A federal judge in Houston is not a fan of protections for young undocumented immigrants but, for now, has rejected a request from the State of Texas to shut down a program called Deferred Action for Childhood Arrivals. 

DACA, created under an executive order issued by former President Barack Obama, shields certain young undocumented immigrants from deportation while they pursue their educations or enter the workforce. Here are the requirements to apply for protections under DACA. 

Texas Attorney General Ken Paxton, who filed suit to end DACA, points out that Judge Andrew Hanen thinks the program is "likely" unlawful and believes the plaintiff states are irreparably harmed by it. If it was the policy itself – and not the deferral – in court last week, Hanen would probably kill it. Hanen considers DACA a violation of the Administrative Procedure Act; he has already struck down the Deferred Action for Parental Arrivals, or DAPA, program.

Paxton has been accused of venue shopping in this case, by the way, filing it at the same courthouse in South Texas where Judge Hanen previously ruled against DAPA. The suit was filed in South Texas but recent hearings were held in Houston for the convenience of the interested parties. 

“We’re now very confident that DACA will soon meet the same fate as the Obama-era Deferred Action for Parents of Americans program, which the courts blocked after I led another state coalition challenging its constitutionality,” Paxton said in a written statement. “President Obama used DACA to rewrite federal law without congressional approval.”

The Texas lawsuit is vital to restoring the rule of law to the nation’s immigration system, Paxton argued. “The debate over DACA as policy is a question for lawmakers, and any solution must come from Congress, as the Constitution requires.”

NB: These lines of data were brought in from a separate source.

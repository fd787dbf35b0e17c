//! botstat -- search bot traffic statistics from web server access logs

mod cli;
mod commands;
mod error;
mod logging;
mod output;

use std::process::ExitCode;

use clap::Parser;

use botstat_core::config::GeneralConfig;

use crate::cli::{Cli, Commands};
use crate::error::CliError;
use crate::output::OutputWriter;

#[tokio::main]
async fn main() -> ExitCode {
    let cli = Cli::parse();

    match run(cli).await {
        Ok(()) => ExitCode::SUCCESS,
        Err(e) => {
            eprintln!("error: {e}");
            ExitCode::from(u8::try_from(e.exit_code()).unwrap_or(1))
        }
    }
}

async fn run(cli: Cli) -> Result<(), CliError> {
    let writer = OutputWriter::new(cli.output);
    let level = cli.requested_log_level().map(str::to_owned);
    let config_path = cli.config.as_deref();

    let command = match cli.command {
        // `config` reports load failures itself instead of failing up front.
        Commands::Config(args) => {
            let mut general = GeneralConfig::default();
            if let Some(level) = level {
                general.log_level = level;
            }
            logging::init_tracing(&general)?;
            return commands::config::execute(args, config_path, &writer).await;
        }
        command => command,
    };

    let mut config = commands::load_config(config_path).await?;
    if let Some(level) = level {
        config.general.log_level = level;
        config.validate()?;
    }
    logging::init_tracing(&config.general)?;

    tracing::debug!(config = %commands::config_source(config_path), "botstat starting");

    match command {
        Commands::Report(args) => commands::report::execute(args, config, &writer).await,
        Commands::Detect(args) => commands::detect::execute(args, config, &writer).await,
        Commands::Bots => commands::bots::execute(&config, &writer),
        Commands::Config(args) => commands::config::execute(args, config_path, &writer).await,
    }
}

But Mexican-American Legislative Defense and Education Fund, or MALDEF, President Thomas Saenz said the judge’s decision is not a win for Paxton. 

“The Attorney General of Texas is a politician,” Saenz said. “He makes his decisions based on his political impulses, not what the law says.” When asked by reporters about Paxton's comments, Saenz said “What you are quoting is simply the overconfident statements of someone with nothing to back them up."

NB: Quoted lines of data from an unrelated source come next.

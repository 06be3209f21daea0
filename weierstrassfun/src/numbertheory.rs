//! Modular arithmetic primitives the group law is built from.
//!
//! Everything here works on plain [`BigUint`]s so it can be reused for any
//! odd prime modulus, not just a curve's field prime.

use crate::errors::DomainError;
use num_bigint::{BigInt, BigUint, Sign};
use num_integer::Integer;
use num_traits::{One, Zero};

/// Miller–Rabin witnesses. Deterministic for every integer below 3.3·10²⁴;
/// for larger inputs the test is probabilistic with error below 4⁻¹².
const MILLER_RABIN_WITNESSES: [u32; 12] = [2, 3, 5, 7, 11, 13, 17, 19, 23, 29, 31, 37];

/// Miller–Rabin primality test with a fixed witness set.
pub fn is_prime(n: &BigUint) -> bool {
    let two = BigUint::from(2u32);
    if *n < two {
        return false;
    }
    if n.is_even() {
        return *n == two;
    }

    // n - 1 = d * 2^s with d odd
    let n_minus_1 = n - 1u32;
    let s = n_minus_1.trailing_zeros().expect("n > 1 and odd");
    let d = &n_minus_1 >> s;

    'witness: for w in MILLER_RABIN_WITNESSES {
        let a = BigUint::from(w);
        if &a % n == BigUint::zero() {
            continue;
        }
        let mut x = a.modpow(&d, n);
        if x.is_one() || x == n_minus_1 {
            continue;
        }
        for _ in 1..s {
            x = x.modpow(&two, n);
            if x == n_minus_1 {
                continue 'witness;
            }
        }
        return false;
    }
    true
}

/// Inverse of `a` modulo `m`: the unique b in [1, m−1] with a·b ≡ 1 (mod m).
///
/// Fails with [`DomainError::NotInvertible`] when gcd(a, m) ≠ 1.
pub fn mod_inverse(a: &BigUint, m: &BigUint) -> Result<BigUint, DomainError> {
    let a = BigInt::from_biguint(Sign::Plus, a % m);
    let m_signed = BigInt::from_biguint(Sign::Plus, m.clone());
    let gcd = a.extended_gcd(&m_signed);
    if !gcd.gcd.is_one() {
        return Err(DomainError::NotInvertible);
    }
    let inv = gcd.x.mod_floor(&m_signed);
    Ok(inv.to_biguint().expect("mod_floor of positive modulus"))
}

/// Legendre symbol (a/p) by Euler's criterion: 1 for a residue, −1 for a
/// non-residue, 0 for a ≡ 0 (mod p). Assumes p is an odd prime.
pub fn legendre_symbol(a: &BigUint, p: &BigUint) -> i32 {
    let a = a % p;
    if a.is_zero() {
        return 0;
    }
    let exp = (p - 1u32) >> 1;
    if a.modpow(&exp, p).is_one() { 1 } else { -1 }
}

/// A square root of `a` modulo the odd prime `p`.
///
/// Uses the exponentiation shortcut for p ≡ 3 (mod 4) and Tonelli–Shanks
/// otherwise. The result r satisfies r² ≡ a (mod p); the other root is p−r.
/// Fails with [`DomainError::NonResidue`] when no root exists.
pub fn mod_sqrt(a: &BigUint, p: &BigUint) -> Result<BigUint, DomainError> {
    let a = a % p;
    if a.is_zero() {
        return Ok(BigUint::zero());
    }
    if legendre_symbol(&a, p) != 1 {
        return Err(DomainError::NonResidue);
    }

    if (p % 4u32) == BigUint::from(3u32) {
        let exp = (p + 1u32) >> 2;
        return Ok(a.modpow(&exp, p));
    }

    tonelli_shanks(&a, p)
}

// General case for p ≡ 1 (mod 4). `a` is a known residue, reduced mod p.
fn tonelli_shanks(a: &BigUint, p: &BigUint) -> Result<BigUint, DomainError> {
    let two = BigUint::from(2u32);

    // p - 1 = q * 2^s with q odd
    let p_minus_1 = p - 1u32;
    let s = p_minus_1.trailing_zeros().expect("p odd prime > 2");
    let q = &p_minus_1 >> s;

    // smallest quadratic non-residue; found after ~2 tries on average
    let mut z = two.clone();
    while legendre_symbol(&z, p) != -1 {
        z += 1u32;
    }

    let mut m = s;
    let mut c = z.modpow(&q, p);
    let mut t = a.modpow(&q, p);
    let mut r = a.modpow(&((&q + 1u32) >> 1), p);

    while !t.is_one() {
        // least i in (0, m) with t^(2^i) = 1
        let mut i = 0u64;
        let mut sq = t.clone();
        while !sq.is_one() {
            sq = sq.modpow(&two, p);
            i += 1;
            if i == m {
                // unreachable for a verified residue
                return Err(DomainError::NonResidue);
            }
        }

        let mut b = c.clone();
        for _ in 0..(m - i - 1) {
            b = b.modpow(&two, p);
        }
        m = i;
        c = (&b * &b) % p;
        t = (&t * &c) % p;
        r = (&r * &b) % p;
    }

    Ok(r)
}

Saenz said Paxton has on many occasions mischaracterized the state’s lawsuit by denying that the state is interested in taking benefits away from those already receiving protections. Paxton says he is only interested in blocking additional requests for protection under the program. 

“That is absolutely false,” Saenz said. “The only potential effect of the injunction the state of Texas sought – and it was denied – would be to prevent renewal by existing recipients.”

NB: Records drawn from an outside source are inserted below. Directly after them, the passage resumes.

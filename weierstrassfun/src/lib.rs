//! Short-Weierstrass elliptic curve arithmetic over arbitrary prime
//! fields, built on [`num_bigint`].
//!
//! The crate is organized around one central type, [`Curve`]: validated
//! domain parameters bundled with the group law. Everything a curve can
//! do — point addition, scalar multiplication, y-coordinate recovery,
//! SEC 1 point codecs — hangs off it or takes it as the first argument.
//!
//! ```
//! use weierstrassfun::{curves::SECP256K1, Point};
//! use num_bigint::BigUint;
//!
//! let ec = &*SECP256K1;
//! let q = ec.mult(&BigUint::from(3u32));
//! assert_eq!(q, ec.add(ec.g(), &ec.mult(&BigUint::from(2u32))));
//! assert!(ec.is_on_curve(&q).unwrap());
//! assert!(ec.mult(ec.n()).is_infinity());
//! ```
//!
//! The arithmetic here is variable-time. It is meant for protocol work,
//! interop and testing where the scalar is not a long-lived secret, or
//! where the caller accepts timing leakage; see the README.

pub mod curve;
pub mod curves;
pub mod errors;
pub mod numbertheory;
pub mod octets;
pub mod point;

pub use curve::{Curve, CurveParams};
pub use errors::{DecodeError, DomainError, FormatError, SecurityWarning, ValidationError};
pub use point::{bytes_from_point, point_from_bytes, point_from_hex, Point};

/// Re-export of the RNG traits our APIs are generic over.
pub use rand_core;

#[doc(hidden)]
/// How hard randomized tests try before concluding soundness.
pub const TEST_SOUNDNESS: usize = 20;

Paxton has also argued DACA recipients are an economic burden on the state. Attorneys representing business groups, however, point out that DACA recipients are projected to contribute about $244.7 million in Texas taxes this year alone.

“Granting young immigrants deferred action under DACA brings them out of the shadows and gives them the ability to participate fully in the Texas economy, which benefits Texas, in part, through higher tax revenues,” the Vinson & Elkins lawyers argue. 

“Enjoining the DACA initiative would damage the Texas economy by forcing Texas’s Dreamer consumers to the sidelines and reducing the revenues of Texas businesses,” the V&E lawyers argued in a brief filed with the court. “The instability of life as an undocumented immigrant who might be subject to deportation at any time discourages those Texans from spending their money freely."

The spin from Attorney General Paxton aside, there is no doubt that the ruling is a setback for him as well as the Trump Administration despite the president’s claim that DACA recipients should not have to live in fear of deportation. 

“They shouldn’t be very worried. I do have a big heart,” Trump said in January of 2017. “We’re going to take care of everybody. We’re going to have a very strong border. We’re gonna have a very solid border. Where you have great people that are here that have done a good job, they should be far less worried. We’ll be coming out with policy on that over the next period of four weeks,” Mr. Trump said.

Make no mistake, the legal challenge to DACA is alive and well so the program is anything but safe. The fight is expected to go all the way to the United States Supreme Court.